My Uncle Durwood, now 87, led us on a day full of sharing. We shared laughs, memories and answers to questions. We also had a few questions that will never be answered, and shed a few tears as we remembered those no longer with us. It all happened on a cool Jacksonville, Florida, day filled with sunshine and blue skies.
Left to right is Uncle Durwood, me, my cousin Karen, her husband Tommy, and Dale on the right. Karen and Dale are Uncle Durwood's two oldest. My husband, Buddy was along too, but he was the photographer here.
It started with a milestone birthday and a failed attempt to "find my roots."
When I turned 60 the logistics just worked out that Buddy and I would spend the night of my actual birthday in Jacksonville, Florida - my birthplace. I thought it would be fun to ride around downtown and find some of the haunts of my parents' early days there.
Back in the mid to late 1940's Mama had left the farm country she grew up in (about 90 miles west of Jacksonville) and headed for the big city. She was gutsy, to say the least.
Daddy ended up in Jacksonville after serving in the Army during World War II. He was originally from Live Oak, Florida, also west of Jacksonville.
I always loved their stories of being young and single in Jacksonville and then meeting, falling in love, and marrying. It sounded like such a vibrant place, and I wanted to see some of their favorite spots.
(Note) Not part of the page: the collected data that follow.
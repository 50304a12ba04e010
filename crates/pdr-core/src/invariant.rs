use std::fmt::Write as _;

use crate::cube::{Cube, Lit};

/// Inductive invariant found at a fixed point: the conjunction of the
/// negations of its cubes.
#[derive(Debug, Clone)]
pub struct Invariant {
    cubes: Vec<Cube>,
    num_regs: usize,
    level: usize,
}

impl Invariant {
    pub(crate) fn new(mut cubes: Vec<Cube>, num_regs: usize, level: usize) -> Self {
        cubes.sort_by(Cube::compare);
        Self { cubes, num_regs, level }
    }

    /// The blocked cubes. Each one's negation is a clause of the invariant.
    pub fn cubes(&self) -> &[Cube] {
        &self.cubes
    }

    /// Clauses as literal lists (negated cubes).
    pub fn clauses(&self) -> Vec<Vec<Lit>> {
        self.cubes.iter().map(|c| c.lits().iter().map(|&l| !l).collect()).collect()
    }

    pub fn len(&self) -> usize {
        self.cubes.len()
    }

    pub fn is_empty(&self) -> bool {
        self.cubes.is_empty()
    }

    /// Frame whose delta emptied.
    pub fn level(&self) -> usize {
        self.level
    }

    pub fn num_regs(&self) -> usize {
        self.num_regs
    }

    /// Whether a concrete state satisfies every clause.
    pub fn holds(&self, state: &[bool]) -> bool {
        self.cubes
            .iter()
            .all(|c| !c.lits().iter().all(|l| state[l.var()] == l.value()))
    }

    /// Per register, the number of clauses mentioning it.
    pub fn support(&self) -> Vec<usize> {
        let mut counts = vec![0; self.num_regs];
        for c in &self.cubes {
            for l in c.lits() {
                counts[l.var()] += 1;
            }
        }
        counts
    }

    pub fn patterns(&self) -> Vec<String> {
        self.cubes.iter().map(|c| c.pattern(self.num_regs)).collect()
    }

    /// PLA-style listing: one blocked cube per line with output 1.
    pub fn dump(&self) -> String {
        let mut out = String::new();
        let _ = writeln!(out, ".i {}", self.num_regs);
        let _ = writeln!(out, ".o 1");
        let _ = writeln!(out, ".p {}", self.cubes.len());
        for p in self.patterns() {
            let _ = writeln!(out, "{p} 1");
        }
        let _ = writeln!(out, ".e");
        out
    }
}
// This Source Code Form is subject to the terms of the Mozilla Public
// License, v. 2.0. If a copy of the MPL was not distributed with this
// file, You can obtain one at https://mozilla.org/MPL/2.0/.

//! Endpoint lifecycle for the two configurations this device has:
//! index 0 (address state, HID interface down) and index 1 (interrupt
//! endpoints live).

use crate::bus::UsbBus;
use crate::protocol::{EP1_IN, EP1_OUT};
use crate::state::DeviceState;

/// SetConfiguration carried a value that names no configuration.
#[derive(Copy, Clone, Debug, PartialEq, Eq)]
pub(crate) struct InvalidConfiguration(pub u8);

/// Moves the endpoints into the shape of configuration `index`.
///
/// Index 1 brings both interrupt endpoints up with a fresh data toggle
/// and no stall. Index 0 drops back to the address state; only the IN
/// endpoint is explicitly disabled, while the OUT side is left alone
/// and simply never re-armed while unconfigured. Hosts may depend on
/// that asymmetry; keep it. Anything else is rejected and the caller
/// answers the host with a stall. Calling this twice with the same
/// index lands in the same state.
pub(crate) fn set_configuration<B: UsbBus>(
    bus: &mut B,
    state: &mut DeviceState,
    index: u8,
) -> Result<(), InvalidConfiguration> {
    match index {
        1 => {
            for ep in [EP1_IN, EP1_OUT] {
                bus.ep_dtoggle_clear(ep);
                bus.ep_stall_clear(ep);
                bus.ep_enable(ep);
                state.set_endpoint_enabled(ep, true);
            }
            state.set_configured(true);
            Ok(())
        }
        0 => {
            bus.ep_disable(EP1_IN);
            state.set_endpoint_enabled(EP1_IN, false);
            state.set_configured(false);
            Ok(())
        }
        other => Err(InvalidConfiguration(other)),
    }
}
// This Source Code Form is subject to the terms of the Mozilla Public
// License, v. 2.0. If a copy of the MPL was not distributed with this
// file, You can obtain one at https://mozilla.org/MPL/2.0/.

//! Device-side USB transport for a CTAPHID authenticator.
//!
//! This crate implements the control-transfer state machine of a
//! composite HID-class FIDO2 token (the USB 2.0 chapter 9 subset plus
//! the HID 1.11 class requests), and the steady-state interrupt
//! transfer path that moves 64-byte CTAPHID report frames once the
//! host has configured the device. What the frames mean is someone
//! else's problem; this is the transport envelope only.
//!
//! The hardware stays behind narrow traits: the peripheral driver is
//! consumed through [`UsbBus`], completed receive frames go to a
//! [`RecvSink`], and configuration/power transitions are shown through
//! a [`StatusIndicator`]. The interrupt handlers translate hardware
//! events into [`UsbEvent`] and [`PowerEvent`] values and feed them to
//! [`UsbDevice::handle_usb_event`] and
//! [`UsbDevice::handle_power_event`]; each event is processed to
//! completion and nothing in the crate blocks. Because every decision
//! the state machine makes is taken on plain data, the whole protocol
//! surface runs under host-side tests with a scripted bus double.
//!
//! Descriptors are built once into a read-only [`DescriptorCatalog`];
//! request decoding lives in [`setup::dispatch`], which returns an
//! explicit [`SetupAction`] instead of touching the peripheral, so the
//! dispatch rules can be tested in isolation too.

#![cfg_attr(not(test), no_std)]

pub mod bus;
pub mod descriptors;
pub mod device;
mod endpoint;
pub mod power;
pub mod protocol;
mod pump;
pub mod setup;
pub mod state;

pub use bus::{BusError, RecvSink, StatusIndicator, TransferStatus, UsbBus, UsbEvent};
pub use descriptors::{DescriptorCatalog, DescriptorKind};
pub use device::{FatalError, UsbDevice};
pub use power::{PowerEvent, PowerState};
pub use protocol::{EndpointAddr, SetupRequest, UsbDir, EP0_IN, EP0_OUT, EP1_IN, EP1_OUT};
pub use setup::{SetupAction, StateChange};
pub use state::{DeviceState, EndpointState};

cfg_if::cfg_if! {
    if #[cfg(feature = "remote-wakeup")] {
        /// Whether this build advertises the remote-wakeup capability.
        /// Reflected in the configuration descriptor, passed to the
        /// peripheral at start, and gates the host's ability to toggle
        /// the runtime remote-wakeup flag.
        pub const REMOTE_WAKEUP_CAPABLE: bool = true;
    } else {
        /// Whether this build advertises the remote-wakeup capability.
        /// Reflected in the configuration descriptor, passed to the
        /// peripheral at start, and gates the host's ability to toggle
        /// the runtime remote-wakeup flag.
        pub const REMOTE_WAKEUP_CAPABLE: bool = false;
    }
}

cfg_if::cfg_if! {
    if #[cfg(feature = "self-powered")] {
        /// Whether this build reports itself as self-powered, in bit 0
        /// of the device status word and in the configuration
        /// descriptor attributes.
        pub const SELF_POWERED: bool = true;
    } else {
        /// Whether this build reports itself as self-powered, in bit 0
        /// of the device status word and in the configuration
        /// descriptor attributes.
        pub const SELF_POWERED: bool = false;
    }
}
Not armed with enough information, though, I came up empty. We left Jacksonville and I was disappointed.
Fast Forward to the Cane Grinding 2018
The Cane Grinding is an annual and fun event at the Murphy Family Farms between Christmas and New Years each year and we always try to attend.
The farm is in the same area where Mama grew up. Quite a few family members were in attendance this year, including Uncle Durwood, who was Mama's younger brother, and Aunt Jerry (his wife). She mentioned to me that she and Uncle D. had recently been in downtown Jacksonville and located the building where Mama had an apartment in her early days there. I was thrilled to know this!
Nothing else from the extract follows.